Although the Iraqi Communist Party had been greatly weakened by the anti-Leftists purges following the Ramadan Revolution, there still existed pockets of support for the party, particularly in Baghdad, which hosted some of the most militant party cells. A plan was eventually hatched and was put into action on 3 July 1963. The plan called for a mixture of 2,000 party members and rebel soldiers to take control over ar-Rashid army base in Baghdad, where 1,000 Qasim supporters and communists were being held, in the belief that the freed former officers could provide leadership and encourage other army units across Iraq to join the rebellion. The coup faced an unexpected level of opposition from the prison guards at the base, preventing them from releasing the officers and spreading the rebellion. The base was surrounded by forces from the Ba'ath Party National Guard Militia and the coup was put down.

=== Nasserist coup ===

Divisions between pro and anti-Nasser Ba'ath leaders, as well between right and left pan-Arab nationalists soon created new political instability. In November 1963 Nasserist elements in the government and the Iraqi Armed Forces overthrew the ba'athis government in a coup. The Ba'ath Party was banned, along with all other political parties in Iraq, and the nasserist Arab Socialist Union of Iraq was declared the only legal party in the Iraqi Republic.

Following the coup, President Abdul Salam Arif formed a new cabinet, mostly made of technocrats and Nasserist army officers. All banks and over thirty major Iraqi businesses were nationalized. Arif undertook these measures in an effort to bring Iraq closer with Egypt to help foster unity and on 20 December plans for union were announced; despite this, in July 1965, the Nasserist ministers resigned from the Iraqi cabinet.

=== Second Ba'athist coup ===

Salam Arif died in a plane crash on 13 April 1966 and was replaced by his younger brother Abdul Rahman Arif. A moderate, Rahman Arif formed a new cabinet led by Abd ar-Rahman al-Bazzaz, which turned the Iraqi regime to the centre, halting nationalizations and improving relationships with the United States of America. These positions irritated the Army and the radical Arab nationalists, who viewed it as a betrayal of the Revolution's principles.

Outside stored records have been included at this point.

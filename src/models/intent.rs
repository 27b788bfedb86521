use crate::models::order::{OrderType, Side, TimeInForce};

/// A single, already-placed order's mutable fields, as addressed by an
/// `UpdateIntent`.
#[derive(Clone, Debug, PartialEq)]
pub struct OrderUpdate {
    pub price: Option<f64>,
    pub amount: Option<f64>,
}

#[derive(Clone, Debug, PartialEq)]
pub struct SimpleIntent {
    pub symbol: String,
    pub kind: OrderType,
    pub side: Side,
    pub price: Option<f64>,
    pub amount: f64,
    pub time_in_force: Option<TimeInForce>,
    pub reduce_only: bool,
    pub stop_loss: Option<f64>,
    pub take_profit: Option<f64>,
}

#[derive(Clone, Debug, PartialEq)]
pub struct SplitIntent {
    pub symbol: String,
    pub side: Side,
    pub kind: OrderType,
    pub amount: f64,
    pub orders: u32,
    pub from_price: f64,
    pub to_price: f64,
    pub from_scale: f64,
    pub to_scale: f64,
    pub auto_re_adjust: bool,
}

#[derive(Clone, Debug, PartialEq)]
pub struct UpdateIntent {
    pub order: String,
    pub update: OrderUpdate,
}

/// Input to the Order Formatter: any of the three intent shapes a caller
/// may submit.
#[derive(Clone, Debug, PartialEq)]
pub enum PlacementIntent {
    Simple(SimpleIntent),
    Split(SplitIntent),
    Update(UpdateIntent),
}
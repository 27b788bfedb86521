use indexmap::IndexMap;

/// Flat, ordered map of venue field names to string values, ready to be
/// serialized into a signed query string. Field order is preserved because
/// Binance signs over the exact query string sent.
#[derive(Clone, Debug, PartialEq)]
pub struct PayloadOrder {
    pub client_order_id: String,
    pub fields: IndexMap<&'static str, String>,
}

impl PayloadOrder {
    pub fn new(client_order_id: String) -> Self {
        PayloadOrder {
            fields: IndexMap::new(),
            client_order_id,
        }
    }

    pub fn set(&mut self, key: &'static str, value: impl ToString) -> &mut Self {
        self.fields.insert(key, value.to_string());
        self
    }

    pub fn into_query_string(self) -> String {
        crate::util::build_request(&self.fields)
    }
}
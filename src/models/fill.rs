use crate::models::order::Side;

/// Derived fields emitted on the `fill` event whenever an
/// `ORDER_TRADE_UPDATE` reports `PARTIALLY_FILLED` or `FILLED`.
#[derive(Clone, Debug, PartialEq)]
pub struct FillRecord {
    pub symbol: String,
    pub client_order_id: String,
    pub side: Side,
    pub price: f64,
    pub realized_pnl: f64,
    pub amount: f64,
    pub reduce_only: bool,
    pub maker: bool,
    pub notional: f64,
    pub commission: Option<f64>,
}
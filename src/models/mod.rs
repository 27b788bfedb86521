mod account;
mod balance;
mod exchange_info;
mod fill;
mod intent;
mod market;
mod order;
mod payload;
mod position;
mod ticker;
mod user_stream;

pub use account::*;
pub use balance::*;
pub use exchange_info::*;
pub use fill::*;
pub use intent::*;
pub use market::*;
pub use order::*;
pub use payload::*;
pub use position::*;
pub use ticker::*;
pub use user_stream::*;
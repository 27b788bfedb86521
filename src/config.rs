use std::time::Duration;

/// Static venue endpoints plus the knobs the rest of the crate treats as
/// ambient configuration (recv window, tick cadence).
#[derive(Clone, Debug)]
pub struct Config {
    pub rest_api_endpoint: &'static str,
    pub ws_endpoint: &'static str,
    pub recv_window: u64,
    pub tick_interval: Duration,
}

impl Config {
    pub const DEFAULT_REST_API_ENDPOINT: &'static str = "https://fapi.binance.com";
    pub const DEFAULT_WS_ENDPOINT: &'static str = "wss://fstream.binance.com";
    pub const DEFAULT_TICK_INTERVAL_SECS: u64 = 10;

    pub const fn default() -> Self {
        Self {
            rest_api_endpoint: Self::DEFAULT_REST_API_ENDPOINT,
            ws_endpoint: Self::DEFAULT_WS_ENDPOINT,
            recv_window: 5000,
            tick_interval: Duration::from_secs(Self::DEFAULT_TICK_INTERVAL_SECS),
        }
    }

    pub const fn testnet() -> Self {
        Self {
            rest_api_endpoint: "https://testnet.binancefuture.com",
            ws_endpoint: "wss://stream.binancefuture.com",
            recv_window: 5000,
            tick_interval: Duration::from_secs(Self::DEFAULT_TICK_INTERVAL_SECS),
        }
    }

    pub const fn set_recv_window(self, recv_window: u64) -> Self {
        Self {
            recv_window,
            ..self
        }
    }

    pub const fn set_tick_interval(self, tick_interval: Duration) -> Self {
        Self {
            tick_interval,
            ..self
        }
    }
}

On 17 July 1968, the Ba'ath Party, with the support of the Armed Forces, overthrew Rahman Arif in a coup and exiled him to Turkey. Ba'athist leader Ahmed Hassan al-Bakr was declared new President of Iraq; al-Bakr banned the Arab Socialist Union and declared the Arab Socialist Ba'ath Party the only legal party of the country, starting the rule of Ba'ath in Iraq.